Zorgniveau 0 is de categorie voor zorgdiensten voor mensen met verminderde alledaagse vaardigheden, bijvoorbeeld met dementie.

Voorbeeld: zorgbehoefte volgens zorgniveau 0
Een typisch voorbeeld van een persoon die recht had op een uitkering onder zorgniveau 0
toonde een minimaal zorgniveau onder dat van zorgniveau 1. Dit
gold bijvoorbeeld voor getroffenen wier dagelijkse behoefte aan hulp bij lichaamsbeweging, voeding en het huishouden minder dan 45
minuten bedroeg .

Wat was het recht op een uitkering binnen zorgniveau 0?

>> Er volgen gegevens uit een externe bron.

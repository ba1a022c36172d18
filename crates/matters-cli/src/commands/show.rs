use std::path::Path;

use colored::Colorize;
use matters_core::{MatterRef, MattersStore, Provenance, ResolvedField, StoreConfig};

pub fn run(file: &Path, id: &str) -> Result<(), String> {
    let store = super::load_store(file, StoreConfig::default())?;
    let id = super::resolve_id(&store, id)?;
    let matter = store.matter(&id).map_err(|e| e.to_string())?;

    // Header
    println!("  {}", matter.id().as_str().bold());
    if let Some(parent) = matter.inherites() {
        println!("  parent:     {parent}");
    }
    if let Some(owner) = matter.owner() {
        println!("  owner:      {owner}");
    }
    println!("  dependents: {}", matter.dependents());
    println!();

    // Resolved fields
    let fields = matter.resolved_fields();
    if fields.is_empty() {
        println!("  {} (none)", "Fields:".dimmed());
    } else {
        println!("  {}", "Fields:".dimmed());
        let width = fields.iter().map(|f| f.key.len()).max().unwrap_or(0);
        for field in &fields {
            let marker = field_marker(&store, &matter, field);
            let value = field.value.to_string();
            let value = if field.is_inherited() {
                value.dimmed().to_string()
            } else {
                value
            };
            println!("    {:width$}  {value}{marker}", field.key);
        }
    }

    // Structure
    let heirs = store.heirs(&id);
    if !heirs.is_empty() {
        println!();
        println!("  {}", "Inherited by:".dimmed());
        for heir in heirs {
            println!("    {}", heir.id());
        }
    }

    let owned = store.owned(&id);
    if !owned.is_empty() {
        println!();
        println!("  {}", "Composes:".dimmed());
        for part in owned {
            println!("    {}", part.id());
        }
    }

    let referrers = store.referrers(&id);
    if !referrers.is_empty() {
        println!();
        println!("  {}", "Referenced by:".dimmed());
        for (source, key) in referrers {
            println!("    {source}.{key}");
        }
    }

    Ok(())
}

/// Affordance text shown after a field's value.
fn field_marker(store: &MattersStore, matter: &MatterRef<'_>, field: &ResolvedField<'_>) -> String {
    let mut marks: Vec<String> = Vec::new();

    match &field.provenance {
        Provenance::Inherited { from } => marks.push(format!("(inherited from {})", from.short())),
        Provenance::Own => {
            if let Some(definer) = matter.parent().and_then(|p| p.defined_by(field.key)) {
                marks.push(format!("(overrides {})", definer.id().short()));
            }
        }
        Provenance::Absent => {}
    }

    if let Some(target) = field.value.as_link() {
        match store.get(target) {
            Some(t) if t.owner() == Some(matter.id()) => marks.push("[composition]".to_string()),
            Some(_) => {}
            None => marks.push("[missing]".red().to_string()),
        }
    }

    marks.iter().map(|m| format!("  {m}")).collect()
}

Het doel van zorgniveau 0 was om extra opvang te bieden aan mantelzorgers. Het moet ook mogelijkheden creëren om te profiteren van activerende zorgaanbiedingen. Met zorgniveau 0 was het mogelijk om zowel zorgtoeslag als zorgtoeslag in natura aan te vragen.
De maandelijkse zorgtoeslag was 123 euro als de betrokkene werd verzorgd door familie of vrienden. Als alternatief bestond er bij professionele zorg door een verpleegkundige dienst recht op verzorgingsuitkeringen van 231 euro per maand.
Bovendien hadden de getroffenen met “aanzienlijk verminderde alledaagse vaardigheden” op zorgniveau 0 recht op zorg en hulpverlening. Deze beurs bedroeg standaard 104 euro per maand. Als experts konden bevestigen dat er meer toezicht nodig was, verdubbelde de subsidie ​​tot 208 euro.
Wist al? Als het volledige bedrag van de zorgtoeslag in natura van 231 euro niet was opgebruikt, konden getroffenen tot 40 procent van het bedrag gebruiken voor zorg en opvang.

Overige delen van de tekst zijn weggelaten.